[Foundation-l] List moderation (WAS: Politico...)

J Alexandr Ledbury-Romanov alexandrdmitriromanov at gmail.com
Mon Jan 23 18:43:09 UTC 2012


When I was brought on board as a list admin/moderator, I was told that it
was very much a case of a hands-off approach. This does not mean, however,
that anything goes. Usually a reminder, whether one or one or by a post to
the list, suffices. Moderation is very much the last step, and has only
been necessary in very rare circumstances.

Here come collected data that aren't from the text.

use crate::error::{ModelError, Result};
use crate::graph::{Graph, NodeId};
use serde::{Deserialize, Serialize};

/// Bijections from a constrained support onto the real line.
///
/// `forward` maps a value in the variable's support to the unconstrained
/// space, `backward` maps it back, and `log_jac_det` is
/// `log |d backward(y) / dy|` evaluated element-wise.
#[derive(Debug, Clone, Copy, PartialEq, Eq, Serialize, Deserialize)]
pub enum Transform {
    /// Positive support.
    Log,
    /// Support `[params[0], params[1]]`, the first two kernel parameters.
    Interval,
}

impl Transform {
    pub fn name(&self) -> &'static str {
        match self {
            Transform::Log => "log",
            Transform::Interval => "interval",
        }
    }

    fn bounds(&self, params: &[NodeId]) -> Result<(NodeId, NodeId)> {
        match params {
            [lower, upper, ..] => Ok((*lower, *upper)),
            _ => Err(ModelError::InvalidArgument(
                "the interval transform needs lower and upper parameters".to_string(),
            )),
        }
    }

    pub fn forward(&self, g: &mut Graph, params: &[NodeId], x: NodeId) -> Result<NodeId> {
        match self {
            Transform::Log => Ok(g.log(x)),
            Transform::Interval => {
                let (a, b) = self.bounds(params)?;
                let xa = g.sub(x, a);
                let bx = g.sub(b, x);
                let num = g.log(xa);
                let den = g.log(bx);
                Ok(g.sub(num, den))
            }
        }
    }

    pub fn backward(&self, g: &mut Graph, params: &[NodeId], y: NodeId) -> Result<NodeId> {
        match self {
            Transform::Log => Ok(g.exp(y)),
            Transform::Interval => {
                let (a, b) = self.bounds(params)?;
                let width = g.sub(b, a);
                let s = g.sigmoid(y);
                let scaled = g.mul(width, s);
                Ok(g.add(a, scaled))
            }
        }
    }

    pub fn log_jac_det(&self, g: &mut Graph, params: &[NodeId], y: NodeId) -> Result<NodeId> {
        match self {
            Transform::Log => Ok(y),
            Transform::Interval => {
                // log(b - a) + log σ(y) + log(1 - σ(y))
                let (a, b) = self.bounds(params)?;
                let width = g.sub(b, a);
                let log_width = g.log(width);
                let neg_y = g.neg(y);
                let sp_pos = g.softplus(y);
                let sp_neg = g.softplus(neg_y);
                let tails = g.add(sp_pos, sp_neg);
                Ok(g.sub(log_width, tails))
            }
        }
    }
}

/// How a registered variable picks its transform.
#[derive(Debug, Clone, Copy, PartialEq, Eq, Default, Serialize, Deserialize)]
pub enum TransformSpec {
    /// The kernel's default transform, if any.
    #[default]
    Default,
    /// Keep the value variable in the constrained space.
    Disabled,
    Explicit(Transform),
}

impl From<Transform> for TransformSpec {
    fn from(t: Transform) -> Self {
        TransformSpec::Explicit(t)
    }
}

#[cfg(test)]
mod tests {
    use super::*;
    use crate::autodiff::{evaluate_scalar, grad, Givens};
    use ndarray::arr0;

    fn roundtrip(t: Transform, params: &[f64], x: f64) {
        let mut g = Graph::new();
        let p: Vec<NodeId> = params.iter().map(|&v| g.scalar(v)).collect();
        let xn = g.scalar(x);
        let y = t.forward(&mut g, &p, xn).unwrap();
        let back = t.backward(&mut g, &p, y).unwrap();
        let v = evaluate_scalar(&g, back, &Givens::new()).unwrap();
        assert!((v - x).abs() < 1e-10, "{}: {} -> {}", t.name(), x, v);
    }

    #[test]
    fn test_transforms_invert() {
        roundtrip(Transform::Log, &[], 2.5);
        roundtrip(Transform::Interval, &[-1.0, 3.0], 0.7);
    }

    #[test]
    fn test_log_jacobian_matches_derivative() {
        for t in [Transform::Log, Transform::Interval] {
            let mut g = Graph::new();
            let p = vec![g.scalar(-1.0), g.scalar(3.0)];
            let y = g.input("y", 0);
            let x = t.backward(&mut g, &p, y).unwrap();
            let jac = t.log_jac_det(&mut g, &p, y).unwrap();

            let givens: Givens = [(y, arr0(0.4).into_dyn())].into_iter().collect();
            let (_, dx) = grad(&g, x, &[y], &givens).unwrap();
            let log_dx = dx[0].iter().next().unwrap().abs().ln();
            let j = evaluate_scalar(&g, jac, &givens).unwrap();
            assert!((log_dx - j).abs() < 1e-10, "{}: {} vs {}", t.name(), log_dx, j);
        }
    }
}
//! The external record schema.

use serde::{Deserialize, Serialize};
use std::fmt;

/// One `trait_type`/`value` pair. Values are numbers or strings in the
/// wild, so both are accepted.
#[derive(Clone, Debug, PartialEq, Serialize, Deserialize)]
pub struct Attribute {
    pub trait_type: String,
    pub value: AttributeValue,
}

#[derive(Clone, Debug, PartialEq, Serialize, Deserialize)]
#[serde(untagged)]
pub enum AttributeValue {
    Number(f64),
    Text(String),
}

impl AttributeValue {
    pub fn as_number(&self) -> Option<f64> {
        match self {
            AttributeValue::Number(n) => Some(*n),
            AttributeValue::Text(_) => None,
        }
    }

    pub fn as_text(&self) -> Option<&str> {
        match self {
            AttributeValue::Number(_) => None,
            AttributeValue::Text(s) => Some(s),
        }
    }
}

impl fmt::Display for AttributeValue {
    fn fmt(&self, f: &mut fmt::Formatter<'_>) -> fmt::Result {
        match self {
            AttributeValue::Number(n) => write!(f, "{n}"),
            AttributeValue::Text(s) => f.write_str(s),
        }
    }
}

/// A property record as published in the catalog.
#[derive(Clone, Debug, PartialEq, Serialize, Deserialize)]
pub struct PropertyRecord {
    pub name: String,
    pub description: String,
    pub image: String,
    #[serde(default)]
    pub attributes: Vec<Attribute>,
}

impl PropertyRecord {
    /// Looks up an attribute by its trait name.
    pub fn attribute(&self, trait_type: &str) -> Option<&AttributeValue> {
        self.attributes
            .iter()
            .find(|a| a.trait_type == trait_type)
            .map(|a| &a.value)
    }

    /// The advertised price. By catalog convention this is the first
    /// attribute; a `Purchase Price` trait wins when present.
    pub fn price(&self) -> Option<f64> {
        self.attribute("Purchase Price")
            .or_else(|| self.attributes.first().map(|a| &a.value))
            .and_then(AttributeValue::as_number)
    }
}
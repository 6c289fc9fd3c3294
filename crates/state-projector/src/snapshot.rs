//! The projected snapshot.

use serde::{Deserialize, Serialize};
use shared_types::Address;

/// Point-in-time view of one listing's contract state.
///
/// A snapshot that was never populated (missing asset, fetch aborted)
/// is observably identical to one derived from an empty listing: all
/// booleans false, no owner.
#[derive(Clone, Debug, Default, PartialEq, Eq, Serialize, Deserialize)]
pub struct ContractSnapshot {
    /// Buyer has approved (earnest deposited and consent recorded).
    pub has_bought: bool,
    /// Seller has approved.
    pub has_sold: bool,
    /// Lender has approved.
    pub has_lended: bool,
    /// Inspector has approved AND the inspection passed. Both are
    /// required; the approval bit alone is insufficient.
    pub has_inspected: bool,
    /// Resolved owner: the outside custodian, or the buyer once the
    /// listing ended, or `None` while the asset sits in escrow.
    pub owner: Option<Address>,
    /// False when the ledger was unreachable (demo/degraded mode).
    pub contracts_available: bool,
}

impl ContractSnapshot {
    /// The degraded snapshot reported when the ledger is unreachable.
    pub fn unavailable() -> Self {
        Self::default()
    }

    /// True while the asset is still held by the escrow ledger.
    pub fn in_escrow(&self) -> bool {
        self.contracts_available && self.owner.is_none()
    }

    /// Count of recorded approvals, for progress display.
    pub fn approval_count(&self) -> usize {
        [self.has_bought, self.has_sold, self.has_lended, self.has_inspected]
            .iter()
            .filter(|b| **b)
            .count()
    }
}
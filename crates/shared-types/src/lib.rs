//! # Shared Types Crate
//!
//! Domain primitives shared across the Homestead workspace.
//!
//! ## Design Principles
//!
//! - **Single Source of Truth**: every cross-subsystem type lives here.
//! - **Plain data**: addresses and amounts are fixed-size value types with
//!   no behavior beyond parsing and formatting.
//! - **Exhaustive roles**: role resolution returns a tagged variant, never
//!   a string, so downstream dispatch can match exhaustively.

pub mod entities;
pub mod roles;

pub use entities::*;
pub use roles::*;
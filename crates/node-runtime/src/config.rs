//! Runtime configuration.
//!
//! Party addresses are explicit configuration, never process-wide
//! globals. Defaults are the well-known local development accounts so a
//! bare `node-runtime` run works out of the box; every field is
//! overridable through the environment.

use anyhow::{Context, Result};
use shared_types::{parse_address, Address, Amount, RoleRegistry};

/// Environment variable prefix for all runtime settings.
const ENV_PREFIX: &str = "HOMESTEAD";

/// Well-known local development accounts.
mod defaults {
    pub const SELLER: &str = "0xf39Fd6e51aad88F6F4ce6aB8827279cffFb92266";
    pub const BUYER: &str = "0x70997970C51812dc3A010C7d01b50e0d17dc79C8";
    pub const INSPECTOR: &str = "0x3C44CdDdB6a900fa2b585dd299e03d12FA4293BC";
    pub const LENDER: &str = "0x90F79bf6EB2c4f870365E785982E1f101E93b906";
    pub const LEDGER: &str = "0xa513E6E4b8f2a923D98304ec87F64353C4D5C853";
}

#[derive(Clone, Debug)]
pub struct RuntimeConfig {
    pub seller: Address,
    pub buyer: Address,
    pub inspector: Address,
    pub lender: Address,
    /// Address the ledger itself holds custody and funds under.
    pub ledger_address: Address,
    /// Demo listing terms.
    pub purchase_price: Amount,
    pub escrow_amount: Amount,
    /// Balance seeded to the buyer and the lender at startup.
    pub opening_balance: Amount,
}

impl RuntimeConfig {
    /// Loads configuration from the environment, falling back to the
    /// development defaults.
    pub fn from_env() -> Result<Self> {
        Ok(Self {
            seller: env_address("SELLER", defaults::SELLER)?,
            buyer: env_address("BUYER", defaults::BUYER)?,
            inspector: env_address("INSPECTOR", defaults::INSPECTOR)?,
            lender: env_address("LENDER", defaults::LENDER)?,
            ledger_address: env_address("LEDGER", defaults::LEDGER)?,
            purchase_price: env_amount("PURCHASE_PRICE", 10)?,
            escrow_amount: env_amount("ESCROW_AMOUNT", 5)?,
            opening_balance: env_amount("OPENING_BALANCE", 100)?,
        })
    }

    pub fn registry(&self) -> RoleRegistry {
        RoleRegistry::new(self.seller, self.buyer, self.inspector, self.lender)
    }
}

fn env_address(name: &str, default: &str) -> Result<Address> {
    let key = format!("{ENV_PREFIX}_{name}");
    let raw = std::env::var(&key).unwrap_or_else(|_| default.to_string());
    parse_address(&raw).with_context(|| format!("invalid address in {key}"))
}

fn env_amount(name: &str, default: Amount) -> Result<Amount> {
    let key = format!("{ENV_PREFIX}_{name}");
    match std::env::var(&key) {
        Ok(raw) => raw
            .parse::<Amount>()
            .with_context(|| format!("invalid amount in {key}")),
        Err(_) => Ok(default),
    }
}
//! # Role Resolution
//!
//! Maps a signer address onto its marketplace role via a static table of
//! configured party addresses. Resolution is a pure lookup: an unmatched
//! non-empty address is a generic user, an absent or zero address carries
//! no role at all.

use crate::entities::{Address, ZERO_ADDRESS};
use serde::{Deserialize, Serialize};
use std::fmt;

/// The role a signer address holds in the marketplace.
#[derive(Clone, Copy, Debug, PartialEq, Eq, Hash, Serialize, Deserialize)]
pub enum Role {
    Seller,
    Buyer,
    Inspector,
    Lender,
    /// Connected, but not one of the four configured parties.
    GenericUser,
    /// No signer connected (or the zero address).
    None,
}

impl Role {
    /// True for the three roles whose approval gates finalization.
    pub fn is_approver(self) -> bool {
        matches!(self, Role::Buyer | Role::Seller | Role::Lender)
    }

    /// True for any of the four configured parties.
    pub fn is_party(self) -> bool {
        matches!(
            self,
            Role::Seller | Role::Buyer | Role::Inspector | Role::Lender
        )
    }

    pub fn label(self) -> &'static str {
        match self {
            Role::Seller => "seller",
            Role::Buyer => "buyer",
            Role::Inspector => "inspector",
            Role::Lender => "lender",
            Role::GenericUser => "user",
            Role::None => "none",
        }
    }
}

impl fmt::Display for Role {
    fn fmt(&self, f: &mut fmt::Formatter<'_>) -> fmt::Result {
        f.write_str(self.label())
    }
}

/// Static table of the four configured party addresses.
///
/// Every listing in a deployment shares these parties; they are explicit
/// configuration on the registry instance rather than process-wide
/// globals, so per-listing tables remain possible later.
#[derive(Clone, Debug, PartialEq, Eq, Serialize, Deserialize)]
pub struct RoleRegistry {
    pub seller: Address,
    pub buyer: Address,
    pub inspector: Address,
    pub lender: Address,
}

impl RoleRegistry {
    pub fn new(seller: Address, buyer: Address, inspector: Address, lender: Address) -> Self {
        Self {
            seller,
            buyer,
            inspector,
            lender,
        }
    }

    /// Resolves an optional signer address to its role.
    pub fn resolve(&self, address: Option<Address>) -> Role {
        match address {
            Some(addr) => self.resolve_address(addr),
            None => Role::None,
        }
    }

    /// Resolves a concrete address to its role. The zero address carries
    /// no role (cleared listing fields read back as zero).
    pub fn resolve_address(&self, address: Address) -> Role {
        if address == ZERO_ADDRESS {
            Role::None
        } else if address == self.seller {
            Role::Seller
        } else if address == self.buyer {
            Role::Buyer
        } else if address == self.inspector {
            Role::Inspector
        } else if address == self.lender {
            Role::Lender
        } else {
            Role::GenericUser
        }
    }

    /// The address configured for a party role, if `role` names one.
    pub fn address_of(&self, role: Role) -> Option<Address> {
        match role {
            Role::Seller => Some(self.seller),
            Role::Buyer => Some(self.buyer),
            Role::Inspector => Some(self.inspector),
            Role::Lender => Some(self.lender),
            Role::GenericUser | Role::None => None,
        }
    }
}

Moderation for exceeding the thirty posts per person per calendar month has
not been required in my tenure, despite a couple of months of some very
vigorous discussion around the image filter. In that instance, I for one
felt that due to the importance and scope of the subject, a hard and fast
rule of thirty posts would have been detrimental to an otherwise generally
useful conversation.

Alex



2012/1/23 Thomas Dalton <thomas.dalton at gmail.com>

> On 23 January 2012 14:53, Jussi-Ville Heiskanen <cimonavaro at gmail.com>
> wrote:
> > On the surface this is a very frivolous post. Funnily enough I have
> > a serious point I have been nursing along for a while. Any
> > list moderators listening? There are times when the mailing
> > list itself can be a source of infighting and internal politics. I submit
> > this is not one of them, and as such, I think modified rules to the
> > soft moderation rules should be adopted. Blatant trolling should
> > get a "one strike and you are on hard moderation" response,
> > and monthly moderation limits should be lifted entirely. We really
> > are on war footing. Not bean-bags at 50 yards footing. We need
> > to sort things out, and more talk is a good thing, not a bad thing.
>
> I'm splitting this out into a new thread, since it's off-topic for the
> lobbying thread.
>
> The problem with zero tollerance for blatant trolling (which is a
> policy everyone would agree to) is that there is often a lot of
> disagreement over what actually constitutes blatant trolling. If you
> aren't careful, you can end up with more heated debates about
> moderation than you ever had about the actual controversies that were
> being discussed.
>
> I agree that more talk is a good thing. The moderation limits serve
> two purposes - to keep the total volume down and also to avoid a small
> number of people dominating discussion. I don't think the former is
> necessarily desirable, but a case can be made for the latter. I
> suggest the moderation limits be set at 5% of the emails so far in
> that month (with some common sense applied in the first week or so -
> obviously the first person to send an email in a month would be at
> 100% until the next email!). In most months, that would be around 30
> emails, but it means that when there is simply a lot of discussion
> going on people can contribute to it without being unnecessarily
> silenced half-way through the month.
>
> I was looking at the statistics last night (I'm not too far off 30
> posts so far this month, so wanted to keep an eye on it) and apart
> from two people (who know who they are!) it's currently rare for
> anyone to go over 30 posts except in particularly busy months. I don't
> think anyone has actually been put on moderation in those busy months,
> so the policy might as well reflect actual practice.